*** RECORDS FOR THE TASK ***

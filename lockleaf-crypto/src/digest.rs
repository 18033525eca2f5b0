//! Hash algorithm registry.
//!
//! Same shape as the cipher registry: the persisted form is a bare name, the
//! behavior lives here, and unknown names fail explicitly.

use crate::error::{CryptoError, CryptoResult};
use serde::{Deserialize, Serialize};
use sha1::Sha1;
use sha2::{Digest, Sha512};
use std::fmt;
use std::str::FromStr;

/// A registered hash algorithm, identified on the wire by its name.
#[derive(Clone, Copy, Debug, PartialEq, Eq)]
pub enum DigestType {
    /// Legacy content digest. Kept for documents written by older clients;
    /// the authentication it provides is integrity, not collision resistance.
    Sha1,
    /// Passphrase digest, and the default for anything new.
    Sha512,
}

impl DigestType {
    /// The persisted registry name.
    pub const fn name(self) -> &'static str {
        match self {
            DigestType::Sha1 => "SHA_1",
            DigestType::Sha512 => "SHA_512",
        }
    }

    /// Resolves a registry name.
    pub fn from_name(name: &str) -> CryptoResult<DigestType> {
        match name {
            "SHA_1" => Ok(DigestType::Sha1),
            "SHA_512" => Ok(DigestType::Sha512),
            _ => Err(CryptoError::UnknownAlgorithm {
                kind: "digest",
                name: name.to_string(),
            }),
        }
    }

    /// Hashes `data`.
    pub fn digest(self, data: &[u8]) -> Vec<u8> {
        match self {
            DigestType::Sha1 => Sha1::digest(data).to_vec(),
            DigestType::Sha512 => Sha512::digest(data).to_vec(),
        }
    }
}

impl fmt::Display for DigestType {
    fn fmt(&self, f: &mut fmt::Formatter<'_>) -> fmt::Result {
        f.write_str(self.name())
    }
}

impl FromStr for DigestType {
    type Err = CryptoError;

    fn from_str(s: &str) -> CryptoResult<DigestType> {
        DigestType::from_name(s)
    }
}

impl Serialize for DigestType {
    fn serialize<S: serde::Serializer>(&self, serializer: S) -> Result<S::Ok, S::Error> {
        serializer.serialize_str(self.name())
    }
}

impl<'de> Deserialize<'de> for DigestType {
    fn deserialize<D: serde::Deserializer<'de>>(deserializer: D) -> Result<DigestType, D::Error> {
        let name = String::deserialize(deserializer)?;
        DigestType::from_name(&name).map_err(serde::de::Error::custom)
    }
}
//! The persisted message and its decrypted session counterpart.

use crate::content::ContentBlock;
use crate::error::{CryptoError, CryptoResult};
use crate::key::{KeyEntry, KeyLabel};
use rand::TryRngCore;
use rand::rngs::OsRng;
use serde::{Deserialize, Serialize};
use zeroize::Zeroizing;

/// Size of the random base key wrapped by every entry.
pub const BASE_KEY_SIZE: usize = 64;

/// The persisted unit: encrypted content plus every credential's wrapping of
/// the one base key that decrypts it.
#[derive(Clone, Debug, PartialEq, Eq, Serialize, Deserialize)]
pub struct Message {
    pub keys: Vec<KeyEntry>,
    pub content: ContentBlock,
}

impl Message {
    /// New message with the same keys and different content.
    pub fn with_content(&self, content: ContentBlock) -> Message {
        Message {
            keys: self.keys.clone(),
            content,
        }
    }

    /// Serializes to the persisted JSON form.
    pub fn encode(&self) -> serde_json::Result<Vec<u8>> {
        serde_json::to_vec(self)
    }

    /// Parses the persisted JSON form. Unknown algorithm or label tags fail
    /// here, before any key material is touched.
    pub fn decode(bytes: &[u8]) -> serde_json::Result<Message> {
        serde_json::from_slice(bytes)
    }

    /// Attempts one entry: unwrap the base key, then decrypt content with
    /// it. The steps fail independently; either failure aborts only this
    /// entry's attempt.
    pub fn unlock(&self, entry: &KeyEntry, unlock_secret: &[u8]) -> CryptoResult<DecryptedMessage> {
        let base_key = entry.unwrap_key(unlock_secret)?;
        let content = self.content.decrypt(&base_key)?;
        Ok(DecryptedMessage {
            message: self.clone(),
            base_key,
            content,
        })
    }

    /// Tries `candidate` against every passphrase-labeled entry in stored
    /// order, deriving the unlock secret under each entry's own digest. The
    /// first success wins; if every matching entry fails, the underlying
    /// failures are aggregated into one [`CryptoError::WrongPassphrase`].
    pub fn decrypt_passphrase(&self, candidate: &[u8]) -> CryptoResult<DecryptedMessage> {
        let mut causes = Vec::new();
        let mut any_passphrase = false;
        for entry in &self.keys {
            if !matches!(entry.label, KeyLabel::Passphrase { .. }) {
                continue;
            }
            any_passphrase = true;
            let attempt = entry
                .label
                .derive_unlock_secret(candidate)
                .and_then(|secret| self.unlock(entry, &secret));
            match attempt {
                Ok(decrypted) => return Ok(decrypted),
                Err(e) => causes.push(e),
            }
        }
        if !any_passphrase {
            // A message nobody holds a passphrase for must fail loudly, not
            // decrypt to nothing.
            return Err(CryptoError::NoPassphraseKeys);
        }
        Err(CryptoError::WrongPassphrase { causes })
    }
}

/// An unlocked session: the message, its base key, and the current
/// plaintext. The base key exists only inside this value, is zeroized on
/// drop, and is never persisted.
#[derive(Clone)]
pub struct DecryptedMessage {
    pub message: Message,
    base_key: Zeroizing<Vec<u8>>,
    pub content: Vec<u8>,
}

impl std::fmt::Debug for DecryptedMessage {
    fn fmt(&self, f: &mut std::fmt::Formatter<'_>) -> std::fmt::Result {
        f.debug_struct("DecryptedMessage")
            .field("message", &self.message)
            .field("base_key", &"<redacted>")
            .field("content", &self.content)
            .finish()
    }
}

impl DecryptedMessage {
    /// Creates a fresh document: a random base key, empty content encrypted
    /// through the ordinary path (no special empty representation), and one
    /// passphrase entry wrapping the key.
    pub fn new(passphrase: &[u8]) -> CryptoResult<DecryptedMessage> {
        let mut base_key = Zeroizing::new(vec![0u8; BASE_KEY_SIZE]);
        OsRng
            .try_fill_bytes(&mut base_key)
            .map_err(|e| CryptoError::Rng(format!("failed generating base key: {e}")))?;

        let content_block = ContentBlock::encrypt(&base_key, b"")?;

        let label = KeyLabel::passphrase();
        let secret = label.derive_unlock_secret(passphrase)?;
        let entry = KeyEntry::wrap(label, &secret, &base_key)?;

        Ok(DecryptedMessage {
            message: Message {
                keys: vec![entry],
                content: content_block,
            },
            base_key,
            content: Vec::new(),
        })
    }

    /// Re-encrypts `content` under the unchanged base key. The key entries
    /// carry over untouched.
    pub fn with_content(&self, content: &[u8]) -> CryptoResult<DecryptedMessage> {
        let block = ContentBlock::encrypt(&self.base_key, content)?;
        Ok(DecryptedMessage {
            message: self.message.with_content(block),
            base_key: self.base_key.clone(),
            content: content.to_vec(),
        })
    }

    /// Wraps the unchanged base key under an additional passphrase. Content
    /// is untouched; the new entry unlocks the same document.
    pub fn with_passphrase_added(&self, passphrase: &[u8]) -> CryptoResult<DecryptedMessage> {
        let label = KeyLabel::passphrase();
        let secret = label.derive_unlock_secret(passphrase)?;
        let entry = KeyEntry::wrap(label, &secret, &self.base_key)?;
        let mut keys = self.message.keys.clone();
        keys.push(entry);
        Ok(self.with_keys(keys))
    }

    /// Revokes one key entry. The last entry cannot be removed; the message
    /// would become permanently unreadable.
    pub fn with_key_removed(&self, index: usize) -> CryptoResult<DecryptedMessage> {
        let count = self.message.keys.len();
        if index >= count {
            return Err(CryptoError::NoSuchKeyEntry { index, count });
        }
        if count == 1 {
            return Err(CryptoError::LastKeyEntry);
        }
        let mut keys = self.message.keys.clone();
        keys.remove(index);
        Ok(self.with_keys(keys))
    }

    /// Replaces one entry with a wrapping under a new passphrase, leaving
    /// the base key and content untouched.
    pub fn with_passphrase_changed(
        &self,
        index: usize,
        passphrase: &[u8],
    ) -> CryptoResult<DecryptedMessage> {
        let count = self.message.keys.len();
        if index >= count {
            return Err(CryptoError::NoSuchKeyEntry { index, count });
        }
        let label = KeyLabel::passphrase();
        let secret = label.derive_unlock_secret(passphrase)?;
        let entry = KeyEntry::wrap(label, &secret, &self.base_key)?;
        let mut keys = self.message.keys.clone();
        keys[index] = entry;
        Ok(self.with_keys(keys))
    }

    fn with_keys(&self, keys: Vec<KeyEntry>) -> DecryptedMessage {
        DecryptedMessage {
            message: Message {
                keys,
                content: self.message.content.clone(),
            },
            base_key: self.base_key.clone(),
            content: self.content.clone(),
        }
    }
}
//! Wavepath Core Library
//!
//! Shortest and longest paths between named points of a small weighted
//! undirected graph, computed by simulating a propagating wavefront.

pub mod config;
pub mod error;
pub mod format;
pub mod graph;
pub mod logging;
pub mod records;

*** End of RECORDS FOR THE TASK ***

EXERCISE AIM: Which lines of the records above contain the word "this"? Report each one.

OUTPUT OF THE EXERCISE:
    /// it. The steps fail independently; either failure aborts only this
/// plaintext. The base key exists only inside this value, is zeroized on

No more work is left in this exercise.